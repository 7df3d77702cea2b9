//! In-memory PDF canvas over `lopdf`.
//!
//! Drawing calls append content-stream operations to per-page buffers; the
//! `lopdf` object graph is only built in [`PdfCanvas::finish`]. Keeping pages
//! as plain operation lists lets the footer pass revisit every page once the
//! final page count is known.

use image::{GenericImageView, ImageFormat};
use lopdf::content::{Content, Operation};
use lopdf::{dictionary, Dictionary, Document, Object, Stream, StringFormat};

use hmsnova_core::types::Rgb;

use crate::error::ReportResult;
use crate::metrics::{encode_win_ansi, Font};

/// Handle to an image registered with [`PdfCanvas::embed_png`].
#[derive(Debug, Clone, Copy, PartialEq, Eq)]
pub struct ImageHandle(usize);

impl ImageHandle {
    fn resource_name(self) -> String {
        format!("Im{}", self.0)
    }
}

struct EmbeddedImage {
    width: u32,
    height: u32,
    rgb: Vec<u8>,
    alpha: Option<Vec<u8>>,
}

/// Document-level metadata written to the Info dictionary.
#[derive(Debug, Clone, Default)]
pub struct DocumentInfo {
    pub title: String,
    pub producer: String,
    /// PDF date string, e.g. `D:20261016000000Z`.
    pub creation_date: Option<String>,
}

/// A paginated drawing surface.
pub struct PdfCanvas {
    width: f32,
    height: f32,
    pages: Vec<Vec<Operation>>,
    images: Vec<EmbeddedImage>,
}

impl PdfCanvas {
    /// Create a canvas with a single empty page of the given size in points.
    pub fn new(width: f32, height: f32) -> Self {
        Self {
            width,
            height,
            pages: vec![Vec::new()],
            images: Vec::new(),
        }
    }

    pub fn width(&self) -> f32 {
        self.width
    }

    pub fn height(&self) -> f32 {
        self.height
    }

    pub fn page_count(&self) -> usize {
        self.pages.len()
    }

    /// Append an empty page and return its index.
    pub fn add_page(&mut self) -> usize {
        self.pages.push(Vec::new());
        self.pages.len() - 1
    }

    fn ops(&mut self, page: usize) -> &mut Vec<Operation> {
        let last = self.pages.len() - 1;
        &mut self.pages[page.min(last)]
    }

    /// Draw a single line of text with its baseline at `(x, y)`.
    pub fn draw_text(&mut self, page: usize, x: f32, y: f32, text: &str, font: Font, size: f32, color: Rgb) {
        let encoded = encode_win_ansi(text);
        let ops = self.ops(page);
        ops.push(Operation::new("BT", vec![]));
        ops.push(Operation::new(
            "rg",
            vec![color.r.into(), color.g.into(), color.b.into()],
        ));
        ops.push(Operation::new(
            "Tf",
            vec![font.resource_name().into(), size.into()],
        ));
        ops.push(Operation::new("Td", vec![x.into(), y.into()]));
        ops.push(Operation::new(
            "Tj",
            vec![Object::String(encoded, StringFormat::Literal)],
        ));
        ops.push(Operation::new("ET", vec![]));
    }

    /// Stroke a straight line.
    pub fn draw_line(&mut self, page: usize, from: (f32, f32), to: (f32, f32), thickness: f32, color: Rgb) {
        let ops = self.ops(page);
        ops.push(Operation::new("q", vec![]));
        ops.push(Operation::new(
            "RG",
            vec![color.r.into(), color.g.into(), color.b.into()],
        ));
        ops.push(Operation::new("w", vec![thickness.into()]));
        ops.push(Operation::new("m", vec![from.0.into(), from.1.into()]));
        ops.push(Operation::new("l", vec![to.0.into(), to.1.into()]));
        ops.push(Operation::new("S", vec![]));
        ops.push(Operation::new("Q", vec![]));
    }

    /// Decode PNG bytes and register them as an image XObject.
    ///
    /// Transparency is preserved through a soft mask.
    pub fn embed_png(&mut self, png: &[u8]) -> ReportResult<ImageHandle> {
        let decoded = image::load_from_memory_with_format(png, ImageFormat::Png)?;
        let (width, height) = decoded.dimensions();
        let has_alpha = decoded.color().has_alpha();
        let rgba = decoded.to_rgba8();

        let mut rgb = Vec::with_capacity((width * height * 3) as usize);
        let mut alpha = Vec::with_capacity((width * height) as usize);
        for pixel in rgba.pixels() {
            rgb.extend_from_slice(&pixel.0[..3]);
            alpha.push(pixel.0[3]);
        }

        self.images.push(EmbeddedImage {
            width,
            height,
            rgb,
            alpha: has_alpha.then_some(alpha),
        });
        Ok(ImageHandle(self.images.len() - 1))
    }

    /// Place an embedded image with its lower-left corner at `(x, y)`.
    pub fn draw_image(&mut self, page: usize, image: ImageHandle, x: f32, y: f32, width: f32, height: f32) {
        let name = image.resource_name();
        let ops = self.ops(page);
        ops.push(Operation::new("q", vec![]));
        ops.push(Operation::new(
            "cm",
            vec![
                width.into(),
                0.0_f32.into(),
                0.0_f32.into(),
                height.into(),
                x.into(),
                y.into(),
            ],
        ));
        ops.push(Operation::new("Do", vec![Object::Name(name.into_bytes())]));
        ops.push(Operation::new("Q", vec![]));
    }

    /// Assemble the PDF object graph and serialize it.
    pub fn finish(self, info: &DocumentInfo) -> ReportResult<Vec<u8>> {
        let mut doc = Document::with_version("1.5");
        let pages_id = doc.new_object_id();

        let mut fonts = Dictionary::new();
        for font in [Font::Regular, Font::Bold] {
            let font_id = doc.add_object(dictionary! {
                "Type" => "Font",
                "Subtype" => "Type1",
                "BaseFont" => font.base_font(),
                "Encoding" => "WinAnsiEncoding",
            });
            fonts.set(font.resource_name(), font_id);
        }

        let mut xobjects = Dictionary::new();
        for (idx, image) in self.images.into_iter().enumerate() {
            let mut dict = dictionary! {
                "Type" => "XObject",
                "Subtype" => "Image",
                "Width" => i64::from(image.width),
                "Height" => i64::from(image.height),
                "ColorSpace" => "DeviceRGB",
                "BitsPerComponent" => 8_i64,
            };
            if let Some(alpha) = image.alpha {
                let mask_id = doc.add_object(Stream::new(
                    dictionary! {
                        "Type" => "XObject",
                        "Subtype" => "Image",
                        "Width" => i64::from(image.width),
                        "Height" => i64::from(image.height),
                        "ColorSpace" => "DeviceGray",
                        "BitsPerComponent" => 8_i64,
                    },
                    alpha,
                ));
                dict.set("SMask", mask_id);
            }
            let image_id = doc.add_object(Stream::new(dict, image.rgb));
            xobjects.set(ImageHandle(idx).resource_name(), image_id);
        }

        let resources_id = doc.add_object(dictionary! {
            "Font" => fonts,
            "XObject" => xobjects,
        });

        let media_box: Vec<Object> = vec![
            0.0_f32.into(),
            0.0_f32.into(),
            self.width.into(),
            self.height.into(),
        ];

        let mut kids: Vec<Object> = Vec::with_capacity(self.pages.len());
        for operations in self.pages {
            let content = Content { operations };
            let content_id = doc.add_object(Stream::new(Dictionary::new(), content.encode()?));
            let page_id = doc.add_object(dictionary! {
                "Type" => "Page",
                "Parent" => pages_id,
                "MediaBox" => media_box.clone(),
                "Contents" => content_id,
                "Resources" => resources_id,
            });
            kids.push(page_id.into());
        }

        let count = kids.len() as i64;
        doc.objects.insert(
            pages_id,
            Object::Dictionary(dictionary! {
                "Type" => "Pages",
                "Kids" => kids,
                "Count" => count,
            }),
        );

        let catalog_id = doc.add_object(dictionary! {
            "Type" => "Catalog",
            "Pages" => pages_id,
        });
        doc.trailer.set("Root", catalog_id);

        let mut info_dict = dictionary! {
            "Title" => Object::String(encode_win_ansi(&info.title), StringFormat::Literal),
            "Producer" => Object::string_literal(info.producer.as_str()),
        };
        if let Some(date) = &info.creation_date {
            info_dict.set("CreationDate", Object::string_literal(date.as_str()));
        }
        let info_id = doc.add_object(info_dict);
        doc.trailer.set("Info", info_id);

        let mut buffer = Vec::new();
        doc.save_to(&mut buffer)?;
        Ok(buffer)
    }
}
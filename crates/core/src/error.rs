use crate::types::DbId;

#[derive(Debug, thiserror::Error)]
pub enum CoreError {
    #[error("Entity not found: {entity} with id {id}")]
    NotFound { entity: &'static str, id: DbId },

    #[error("Validation failed: {0}")]
    Validation(String),

    #[error("Unauthorized: {0}")]
    Unauthorized(String),

    #[error("Forbidden: {0}")]
    Forbidden(String),

    #[error("Internal error: {0}")]
    Internal(String),
}
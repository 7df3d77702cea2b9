//! HMS Nova report service library.
//!
//! Exposes config, state, error handling, auth and routes so integration
//! tests and the binary entrypoint build the same application.

pub mod auth;
pub mod config;
pub mod error;
pub mod handlers;
pub mod middleware;
pub mod router;
pub mod routes;
pub mod state;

*What you need to do*
Count how many lines of the material hold the string "struct". Give the number and nothing more.

*The answer*
4